Please print every record that follows, keeping each one exactly as it is.

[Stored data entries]
=== Begin Enclosure ===

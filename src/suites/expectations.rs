//! Accepted status codes for every check, in one place.

use crate::api_client::ApiResponse;

#[derive(Debug, Clone, Copy, PartialEq, Eq)]
pub struct ExpectedStatus {
    pub outcome: &'static str,
    pub codes: &'static [u16],
}

impl ExpectedStatus {
    pub const fn new(outcome: &'static str, codes: &'static [u16]) -> Self {
        Self { outcome, codes }
    }

    pub fn accepts(&self, status: u16) -> bool {
        self.codes.contains(&status)
    }

    /// Fail with the status and the full body unless the status is accepted.
    pub fn check(&self, response: &ApiResponse) -> anyhow::Result<()> {
        anyhow::ensure!(
            self.accepts(response.status_code()),
            "Expected {} ({:?}), got {} with body: {}",
            self.outcome,
            self.codes,
            response.status_code(),
            response.body
        );
        Ok(())
    }
}

pub const LOGIN_SUCCEEDED: ExpectedStatus = ExpectedStatus::new("a successful login", &[200]);

pub const PROTECTED_ACCESS_GRANTED: ExpectedStatus =
    ExpectedStatus::new("access granted or no data", &[200, 404]);

pub const CREDENTIALS_REJECTED: ExpectedStatus =
    ExpectedStatus::new("rejected credentials", &[400, 401, 403]);

pub const VALIDATION_REJECTED: ExpectedStatus =
    ExpectedStatus::new("a validation error", &[400, 422]);

pub const OVERSIZED_INPUT_REJECTED: ExpectedStatus =
    ExpectedStatus::new("oversized input rejected", &[400, 413]);

pub const METHOD_NOT_ALLOWED: ExpectedStatus = ExpectedStatus::new("method not allowed", &[405]);

pub const INJECTION_REJECTED: ExpectedStatus =
    ExpectedStatus::new("injection payload rejected", &[400, 401, 403]);

pub const SCRIPT_REJECTED: ExpectedStatus =
    ExpectedStatus::new("script payload rejected", &[400, 401, 422]);

pub const UNAUTHENTICATED: ExpectedStatus =
    ExpectedStatus::new("an authentication failure", &[401, 403]);

pub const CATEGORY_CREATED: ExpectedStatus = ExpectedStatus::new("category created", &[200, 201]);

pub const CATEGORIES_LISTED: ExpectedStatus = ExpectedStatus::new("categories listed", &[200]);

pub const CATEGORY_UPDATED: ExpectedStatus = ExpectedStatus::new("category updated", &[200, 201]);

pub const CATEGORY_DELETED: ExpectedStatus = ExpectedStatus::new("category deleted", &[200, 204]);

/// Deletion during teardown also tolerates a category that is already gone.
pub const CATEGORY_CLEANED_UP: ExpectedStatus =
    ExpectedStatus::new("category cleaned up", &[200, 204, 404]);

pub const TOO_MANY_REQUESTS: u16 = 429;

/// Error responses must say what went wrong.
pub fn ensure_error_body(response: &ApiResponse) -> anyhow::Result<()> {
    anyhow::ensure!(
        response.body.has_key("error") || response.body.has_key("message"),
        "No error/message key found in response body: {}",
        response.body
    );
    Ok(())
}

=== End Enclosure ===

## Output of the task
filename src/suites/expectations.rs
//! Accepted status codes for every check, in one place.

use crate::api_client::ApiResponse;

#[derive(Debug, Clone, Copy, PartialEq, Eq)]
pub struct ExpectedStatus {
    pub outcome: &'static str,
    pub codes: &'static [u16],
}

impl ExpectedStatus {
    pub const fn new(outcome: &'static str, codes: &'static [u16]) -> Self {
        Self { outcome, codes }
    }

    pub fn accepts(&self, status: u16) -> bool {
        self.codes.contains(&status)
    }

    /// Fail with the status and the full body unless the status is accepted.
    pub fn check(&self, response: &ApiResponse) -> anyhow::Result<()> {
        anyhow::ensure!(
            self.accepts(response.status_code()),
            "Expected {} ({:?}), got {} with body: {}",
            self.outcome,
            self.codes,
            response.status_code(),
            response.body
        );
        Ok(())
    }
}

pub const LOGIN_SUCCEEDED: ExpectedStatus = ExpectedStatus::new("a successful login", &[200]);

pub const PROTECTED_ACCESS_GRANTED: ExpectedStatus =
    ExpectedStatus::new("access granted or no data", &[200, 404]);

pub const CREDENTIALS_REJECTED: ExpectedStatus =
    ExpectedStatus::new("rejected credentials", &[400, 401, 403]);

pub const VALIDATION_REJECTED: ExpectedStatus =
    ExpectedStatus::new("a validation error", &[400, 422]);

pub const OVERSIZED_INPUT_REJECTED: ExpectedStatus =
    ExpectedStatus::new("oversized input rejected", &[400, 413]);

pub const METHOD_NOT_ALLOWED: ExpectedStatus = ExpectedStatus::new("method not allowed", &[405]);

pub const INJECTION_REJECTED: ExpectedStatus =
    ExpectedStatus::new("injection payload rejected", &[400, 401, 403]);

pub const SCRIPT_REJECTED: ExpectedStatus =
    ExpectedStatus::new("script payload rejected", &[400, 401, 422]);

pub const UNAUTHENTICATED: ExpectedStatus =
    ExpectedStatus::new("an authentication failure", &[401, 403]);

pub const CATEGORY_CREATED: ExpectedStatus = ExpectedStatus::new("category created", &[200, 201]);

pub const CATEGORIES_LISTED: ExpectedStatus = ExpectedStatus::new("categories listed", &[200]);

pub const CATEGORY_UPDATED: ExpectedStatus = ExpectedStatus::new("category updated", &[200, 201]);

pub const CATEGORY_DELETED: ExpectedStatus = ExpectedStatus::new("category deleted", &[200, 204]);

/// Deletion during teardown also tolerates a category that is already gone.
pub const CATEGORY_CLEANED_UP: ExpectedStatus =
    ExpectedStatus::new("category cleaned up", &[200, 204, 404]);

pub const TOO_MANY_REQUESTS: u16 = 429;

/// Error responses must say what went wrong.
pub fn ensure_error_body(response: &ApiResponse) -> anyhow::Result<()> {
    anyhow::ensure!(
        response.body.has_key("error") || response.body.has_key("message"),
        "No error/message key found in response body: {}",
        response.body
    );
    Ok(())
}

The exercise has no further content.